Cellphone base covering problem
Given the following data:
An array representing the positions of N houses along a line
An array representing the position of M suitable places along that line where a cellphone base transmitter could be placed
An array representing the respective M costs to build up and place a base transmitter
The radius R of coverage for a base
Determine the minimum cost to cover all the houses with cellphone network or report if no solution could be found
Let us take some example data
houses = { 0, 2, 4 }
bases = { 1, 2, 3 }
costs = { 10, 100, 20 }
R = 1
The data above can be represented with the following 1-dimensional graph
In the image above there are three houses at positions 0, 2 and 4. There are also three bases at positions 1, 2 and 3. Each one has a radius of R = 1 to cover other places and an associated cost to build and set up.
Working towards the optimal solution can be done recursively by considering a new house each time. A precondition to the algorithm is that both the houses and the bases should be ordered (and their costs along with them).

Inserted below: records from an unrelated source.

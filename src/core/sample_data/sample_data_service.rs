// Demo data for charts. Generation is seedable so a given
// (kind, n_points, seed) always produces the same series.

use rand::rngs::StdRng;
use rand::{Rng, SeedableRng};
use serde::Serialize;

use crate::core::charts::{ChartSpec, ChartType, DataPoint};
use crate::core::slides::SlidesError;

pub const DEFAULT_POINTS: usize = 100;
const MAX_POINTS: usize = 10_000;

#[derive(Debug, Clone, Copy, PartialEq, Eq, Serialize)]
#[serde(rename_all = "snake_case")]
pub enum SampleDataKind {
    SineWave,
    Categories,
    Linear,
    Normal,
}

impl SampleDataKind {
    pub fn parse(name: &str) -> Result<Self, SlidesError> {
        match name.trim().to_ascii_lowercase().as_str() {
            "sine_wave" | "sine" => Ok(SampleDataKind::SineWave),
            "categories" => Ok(SampleDataKind::Categories),
            "linear" => Ok(SampleDataKind::Linear),
            "normal" => Ok(SampleDataKind::Normal),
            other => Err(SlidesError::invalid(format!(
                "unknown sample data type '{}' (expected sine_wave, categories, linear or normal)",
                other
            ))),
        }
    }

    pub fn as_str(self) -> &'static str {
        match self {
            SampleDataKind::SineWave => "sine_wave",
            SampleDataKind::Categories => "categories",
            SampleDataKind::Linear => "linear",
            SampleDataKind::Normal => "normal",
        }
    }

    /// Chart types that make sense for this shape of data.
    pub fn compatible_charts(self) -> &'static [ChartType] {
        match self {
            SampleDataKind::SineWave | SampleDataKind::Linear => {
                &[ChartType::Line, ChartType::Scatter]
            }
            // Histograms bin the category values.
            SampleDataKind::Categories => &[ChartType::Bar, ChartType::Pie, ChartType::Histogram],
            SampleDataKind::Normal => &[ChartType::Histogram],
        }
    }

    fn title(self) -> &'static str {
        match self {
            SampleDataKind::SineWave => "Sine Wave",
            SampleDataKind::Categories => "Categories",
            SampleDataKind::Linear => "Linear",
            SampleDataKind::Normal => "Normal",
        }
    }
}

/// A generated series.
#[derive(Debug, Clone, Serialize)]
pub struct SampleData {
    pub kind: SampleDataKind,
    pub points: Vec<DataPoint>,
}

#[derive(Debug, Clone, Default)]
pub struct SampleDataService;

impl SampleDataService {
    pub fn new() -> Self {
        Self
    }

    /// Generates `n_points` points (for categories: that many categories),
    /// default 100. Without a seed the output is random.
    pub fn generate(
        &self,
        kind: SampleDataKind,
        n_points: Option<usize>,
        seed: Option<u64>,
    ) -> Result<SampleData, SlidesError> {
        let n = n_points.unwrap_or(DEFAULT_POINTS);
        if n == 0 || n > MAX_POINTS {
            return Err(SlidesError::invalid(format!(
                "n_points must be in 1..={}",
                MAX_POINTS
            )));
        }

        let mut rng = match seed {
            Some(seed) => StdRng::seed_from_u64(seed),
            None => StdRng::from_entropy(),
        };

        let points = match kind {
            SampleDataKind::SineWave => linspace(0.0, std::f64::consts::TAU, n)
                .map(|x| DataPoint::numeric(x, x.sin() + 0.2 * standard_normal(&mut rng)))
                .collect(),
            SampleDataKind::Categories => (1..=n)
                .map(|i| DataPoint::category(format!("Category {}", i), rng.gen_range(0..100) as f64))
                .collect(),
            SampleDataKind::Linear => linspace(0.0, 10.0, n)
                .map(|x| DataPoint::numeric(x, 2.0 * x + 5.0 + standard_normal(&mut rng)))
                .collect(),
            SampleDataKind::Normal => (0..n)
                .map(|_| DataPoint::bare(standard_normal(&mut rng)))
                .collect(),
        };

        tracing::debug!(kind = kind.as_str(), points = n, seeded = seed.is_some(), "Generated sample data");
        Ok(SampleData { kind, points })
    }

    /// Generates data and wraps it in a chart spec, rejecting pairs such as
    /// a pie chart of a sine wave.
    pub fn chart_spec(
        &self,
        kind: SampleDataKind,
        chart_type: ChartType,
        n_points: Option<usize>,
        seed: Option<u64>,
    ) -> Result<ChartSpec, SlidesError> {
        if !kind.compatible_charts().contains(&chart_type) {
            return Err(SlidesError::invalid(format!(
                "incompatible data type ({}) and chart type ({})",
                kind.as_str(),
                chart_type
            )));
        }
        let data = self.generate(kind, n_points, seed)?;
        let title = match chart_type {
            ChartType::Histogram => format!("Histogram of {} Data", kind.title()),
            ChartType::Bar => format!("Bar Chart of {} Data", kind.title()),
            ChartType::Pie => format!("Pie Chart of {} Data", kind.title()),
            ChartType::Line => format!("Line Plot of {} Data", kind.title()),
            ChartType::Scatter => format!("Scatter Plot of {} Data", kind.title()),
            ChartType::Heatmap => format!("Heatmap of {} Data", kind.title()),
        };
        Ok(ChartSpec::new(chart_type, data.points).with_title(title))
    }
}

/// `n` evenly spaced values from `start` to `end` inclusive.
fn linspace(start: f64, end: f64, n: usize) -> impl Iterator<Item = f64> {
    let step = if n > 1 {
        (end - start) / (n - 1) as f64
    } else {
        0.0
    };
    (0..n).map(move |i| start + step * i as f64)
}

/// Box-Muller transform over two uniform samples.
fn standard_normal(rng: &mut StdRng) -> f64 {
    let u1: f64 = rng.gen_range(f64::EPSILON..1.0);
    let u2: f64 = rng.gen();
    (-2.0 * u1.ln()).sqrt() * (std::f64::consts::TAU * u2).cos()
}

Finding the minimum cost for the first house is easy: there is no previous solution with 0 houses so we need to choose the minimum-cost base which also covers the first house. Adding the second house means either
- The previous solution has this new house in range, therefore it’s the best match we could find
- The previous solution cannot be used (insufficient range) - find a new minimum-cost base which can cover this house
- The previous solution cannot be used and we found no bases with the house in range - problem is unsolvable with the given data
The algorithm follows
#include <iostream>
#include <vector>
#include <algorithm>
using namespace std;
pair<bool, int> setRadioBases(vector<int>& houses,
vector<int>& bases,
vector<int>& costs,
const int R)
{
{
// Sort the data in ascending order
sort(houses.begin(), houses.end());
// Sort bases and costs based on bases
vector<pair<int, int>> baseDataAndIndex(bases.size());
for (int i = 0; i < bases.size(); ++i)
baseDataAndIndex[i] = make_pair(bases[i], i);
sort(baseDataAndIndex.begin(), baseDataAndIndex.end());
vector<int> sortedCosts(costs.size());
for (int i = 0; i < baseDataAndIndex.size(); ++i) {
bases[i] = baseDataAndIndex[i].first;
sortedCosts[i] = costs[baseDataAndIndex[i].second];
}
costs = std::move(sortedCosts);
}
// dp[i] = minimum cost to cover i houses
vector<int> dp(houses.size() + 1, numeric_limits<int>::max());
// lastBase[i] = lastBase to cover i houses
vector<int> lastBase(houses.size() + 1, -1);
// Set up base cases
dp[0] = 0;
lastBase[0] = -1;
for (int i = 1; i <= houses.size(); ++i) {
int optCost = dp[i - 1];
int optLastBase = lastBase[i - 1];
// Check if previous solution has house in range
if (optLastBase != -1 && // Previous solution is valid
(houses[i - 1] <= bases[optLastBase] + R &&
houses[i - 1] >= bases[optLastBase] - R)) {
dp[i] = optCost; // Previous solution is preferable
lastBase[i] = optLastBase;
}
else {
// Previous solution not feasible, try to add a new base which
// minimizes the cost to cover this house
optCost = numeric_limits<int>::max();
optLastBase = -1;
for (int b = optLastBase + 1; b < bases.size(); ++b) {
if (bases[b] - R > houses[i - 1])
break; // No longer in range
if (bases[b] - R >= houses[i - 1] || bases[b] + R >= houses[i - 1]) {
if (costs[b] < optCost) {
optCost = costs[b];
optLastBase = b;
}
}
}
if (optCost == numeric_limits<int>::max()) {
// No previous/new solution can cover this house
return make_pair(false, -1);
}
dp[i] = dp[i - 1] + optCost; // Add new solution
lastBase[i] = optLastBase;
}
}
return make_pair(true, dp[houses.size()]);
}
int main() {
vector<int> houses = { 0, 2, 4 };
vector<int> bases = { 1, 2, 3 };
vector<int> costs = { 10, 100, 20 };
int R = 1;
auto res = setRadioBases(houses, bases, costs, R);
if (res.first == false)
cout << "No solution found" << endl;
else
cout << "Minimum cost: " << res.second << endl; // 30
return 0;
}The algorithm runs in \( O(NM) \) and has a preprocessing step of respectively \( O(N\log{N}) \) and \( O(M\log{M}) \).